━━━ Study material

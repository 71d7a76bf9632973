//! Token issuance, rotation, and revocation.
//!
//! Issuance builds claims from a resolved [`Identity`], signs them, and
//! registers the token in the store before returning it: a token the
//! caller holds is always revocable. Signing failures are not transient
//! and are never retried.

use crate::config::AuthConfig;
use crate::crypto::{self, Claims};
use crate::errors::AuthError;
use crate::models::{Identity, TokenPair};
use crate::observability::metrics::record_token_issuance;
use crate::store::TokenStore;
use chrono::{Duration as ChronoDuration, Utc};
use std::sync::Arc;
use std::time::{Duration, Instant};
use tracing::instrument;
use uuid::Uuid;

/// Issues and invalidates tokens against a [`TokenStore`].
///
/// Two issuances for the same identity are independent and may run fully
/// in parallel; the service holds no mutable state of its own.
#[derive(Clone)]
pub struct TokenService {
    config: Arc<AuthConfig>,
    store: Arc<dyn TokenStore>,
}

impl TokenService {
    #[must_use]
    pub fn new(config: Arc<AuthConfig>, store: Arc<dyn TokenStore>) -> Self {
        Self { config, store }
    }

    /// Issue a short-lived access token carrying the identity's roles.
    ///
    /// # Errors
    ///
    /// - [`AuthError::Encoding`] if the claims cannot be signed
    /// - [`AuthError::DuplicateToken`] / [`AuthError::StoreUnavailable`]
    ///   from registration
    #[instrument(skip_all)]
    pub async fn issue_access_token(&self, identity: &Identity) -> Result<String, AuthError> {
        let start = Instant::now();
        let result = self
            .issue(
                identity.subject.clone(),
                Some(identity.roles.clone()),
                self.config.access_token_ttl,
            )
            .await;

        let status = if result.is_ok() { "success" } else { "error" };
        record_token_issuance("access", status, start.elapsed());

        result
    }

    /// Issue a long-lived refresh token.
    ///
    /// Refresh tokens carry no role claims and are registered separately
    /// from their access-token sibling, so each can be revoked on its
    /// own.
    #[instrument(skip_all)]
    pub async fn issue_refresh_token(&self, identity: &Identity) -> Result<String, AuthError> {
        let start = Instant::now();
        let result = self
            .issue(identity.subject.clone(), None, self.config.refresh_token_ttl)
            .await;

        let status = if result.is_ok() { "success" } else { "error" };
        record_token_issuance("refresh", status, start.elapsed());

        result
    }

    /// Issue an access/refresh pair, the login response shape.
    pub async fn issue_token_pair(&self, identity: &Identity) -> Result<TokenPair, AuthError> {
        let access_token = self.issue_access_token(identity).await?;
        let refresh_token = self.issue_refresh_token(identity).await?;

        Ok(TokenPair {
            access_token,
            refresh_token,
            token_type: "Bearer".to_string(),
            expires_in: self.config.access_token_ttl.as_secs(),
        })
    }

    /// Redeem a refresh token for its subject, revoking it in the same
    /// step.
    ///
    /// Each refresh token mints successors exactly once. The caller
    /// re-resolves the returned subject against the user directory and
    /// issues the next pair via [`TokenService::issue_token_pair`];
    /// role membership is never taken from the refresh token because it
    /// carries none.
    ///
    /// # Errors
    ///
    /// - [`AuthError::Malformed`] / [`AuthError::InvalidSignature`] /
    ///   [`AuthError::Expired`] if the token itself does not verify, or
    ///   if an access token is presented for rotation
    /// - [`AuthError::Revoked`] if the store no longer authorizes it
    /// - [`AuthError::StoreUnavailable`] on backend failure
    #[instrument(skip_all)]
    pub async fn redeem_refresh_token(&self, token: &str) -> Result<String, AuthError> {
        let claims = crypto::verify_token(token, &self.config.signing_secret)?;

        if !claims.is_refresh() {
            tracing::debug!(
                target: "auth.token_service",
                "Rotation rejected: access token presented as refresh token"
            );
            return Err(AuthError::Malformed);
        }

        if !self.store.is_usable(token).await? {
            tracing::debug!(
                target: "auth.token_service",
                "Rotation rejected: refresh token revoked or expired in store"
            );
            return Err(AuthError::Revoked);
        }

        self.store.revoke(token).await?;

        Ok(claims.sub)
    }

    /// Revoke a token (logout). Idempotent; unknown tokens are a no-op.
    pub async fn revoke(&self, token: &str) -> Result<(), AuthError> {
        self.store.revoke(token).await
    }

    /// Shared issuance path: build claims, sign, then register.
    async fn issue(
        &self,
        subject: String,
        roles: Option<Vec<String>>,
        ttl: Duration,
    ) -> Result<String, AuthError> {
        let issued_at = Utc::now();
        let expires_at = issued_at + chrono_ttl(ttl);

        let claims = Claims::new(
            subject,
            issued_at.timestamp(),
            expires_at.timestamp(),
            Uuid::new_v4().to_string(),
            roles,
        );

        let token = crypto::sign_token(&claims, &self.config.signing_secret)?;
        self.store.register(&token, issued_at, expires_at).await?;

        Ok(token)
    }
}

/// Millisecond-precision TTL conversion; saturates on overflow rather
/// than panicking.
fn chrono_ttl(ttl: Duration) -> ChronoDuration {
    ChronoDuration::milliseconds(i64::try_from(ttl.as_millis()).unwrap_or(i64::MAX))
}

━━━━━━

The task: Would you please copy out every line of the data exactly?

Answer area:
repository 71d7a76bf9632973
//! Token issuance, rotation, and revocation.
//!
//! Issuance builds claims from a resolved [`Identity`], signs them, and
//! registers the token in the store before returning it: a token the
//! caller holds is always revocable. Signing failures are not transient
//! and are never retried.

use crate::config::AuthConfig;
use crate::crypto::{self, Claims};
use crate::errors::AuthError;
use crate::models::{Identity, TokenPair};
use crate::observability::metrics::record_token_issuance;
use crate::store::TokenStore;
use chrono::{Duration as ChronoDuration, Utc};
use std::sync::Arc;
use std::time::{Duration, Instant};
use tracing::instrument;
use uuid::Uuid;

/// Issues and invalidates tokens against a [`TokenStore`].
///
/// Two issuances for the same identity are independent and may run fully
/// in parallel; the service holds no mutable state of its own.
#[derive(Clone)]
pub struct TokenService {
    config: Arc<AuthConfig>,
    store: Arc<dyn TokenStore>,
}

impl TokenService {
    #[must_use]
    pub fn new(config: Arc<AuthConfig>, store: Arc<dyn TokenStore>) -> Self {
        Self { config, store }
    }

    /// Issue a short-lived access token carrying the identity's roles.
    ///
    /// # Errors
    ///
    /// - [`AuthError::Encoding`] if the claims cannot be signed
    /// - [`AuthError::DuplicateToken`] / [`AuthError::StoreUnavailable`]
    ///   from registration
    #[instrument(skip_all)]
    pub async fn issue_access_token(&self, identity: &Identity) -> Result<String, AuthError> {
        let start = Instant::now();
        let result = self
            .issue(
                identity.subject.clone(),
                Some(identity.roles.clone()),
                self.config.access_token_ttl,
            )
            .await;

        let status = if result.is_ok() { "success" } else { "error" };
        record_token_issuance("access", status, start.elapsed());

        result
    }

    /// Issue a long-lived refresh token.
    ///
    /// Refresh tokens carry no role claims and are registered separately
    /// from their access-token sibling, so each can be revoked on its
    /// own.
    #[instrument(skip_all)]
    pub async fn issue_refresh_token(&self, identity: &Identity) -> Result<String, AuthError> {
        let start = Instant::now();
        let result = self
            .issue(identity.subject.clone(), None, self.config.refresh_token_ttl)
            .await;

        let status = if result.is_ok() { "success" } else { "error" };
        record_token_issuance("refresh", status, start.elapsed());

        result
    }

    /// Issue an access/refresh pair, the login response shape.
    pub async fn issue_token_pair(&self, identity: &Identity) -> Result<TokenPair, AuthError> {
        let access_token = self.issue_access_token(identity).await?;
        let refresh_token = self.issue_refresh_token(identity).await?;

        Ok(TokenPair {
            access_token,
            refresh_token,
            token_type: "Bearer".to_string(),
            expires_in: self.config.access_token_ttl.as_secs(),
        })
    }

    /// Redeem a refresh token for its subject, revoking it in the same
    /// step.
    ///
    /// Each refresh token mints successors exactly once. The caller
    /// re-resolves the returned subject against the user directory and
    /// issues the next pair via [`TokenService::issue_token_pair`];
    /// role membership is never taken from the refresh token because it
    /// carries none.
    ///
    /// # Errors
    ///
    /// - [`AuthError::Malformed`] / [`AuthError::InvalidSignature`] /
    ///   [`AuthError::Expired`] if the token itself does not verify, or
    ///   if an access token is presented for rotation
    /// - [`AuthError::Revoked`] if the store no longer authorizes it
    /// - [`AuthError::StoreUnavailable`] on backend failure
    #[instrument(skip_all)]
    pub async fn redeem_refresh_token(&self, token: &str) -> Result<String, AuthError> {
        let claims = crypto::verify_token(token, &self.config.signing_secret)?;

        if !claims.is_refresh() {
            tracing::debug!(
                target: "auth.token_service",
                "Rotation rejected: access token presented as refresh token"
            );
            return Err(AuthError::Malformed);
        }

        if !self.store.is_usable(token).await? {
            tracing::debug!(
                target: "auth.token_service",
                "Rotation rejected: refresh token revoked or expired in store"
            );
            return Err(AuthError::Revoked);
        }

        self.store.revoke(token).await?;

        Ok(claims.sub)
    }

    /// Revoke a token (logout). Idempotent; unknown tokens are a no-op.
    pub async fn revoke(&self, token: &str) -> Result<(), AuthError> {
        self.store.revoke(token).await
    }

    /// Shared issuance path: build claims, sign, then register.
    async fn issue(
        &self,
        subject: String,
        roles: Option<Vec<String>>,
        ttl: Duration,
    ) -> Result<String, AuthError> {
        let issued_at = Utc::now();
        let expires_at = issued_at + chrono_ttl(ttl);

        let claims = Claims::new(
            subject,
            issued_at.timestamp(),
            expires_at.timestamp(),
            Uuid::new_v4().to_string(),
            roles,
        );

        let token = crypto::sign_token(&claims, &self.config.signing_secret)?;
        self.store.register(&token, issued_at, expires_at).await?;

        Ok(token)
    }
}

/// Millisecond-precision TTL conversion; saturates on overflow rather
/// than panicking.
fn chrono_ttl(ttl: Duration) -> ChronoDuration {
    ChronoDuration::milliseconds(i64::try_from(ttl.as_millis()).unwrap_or(i64::MAX))
}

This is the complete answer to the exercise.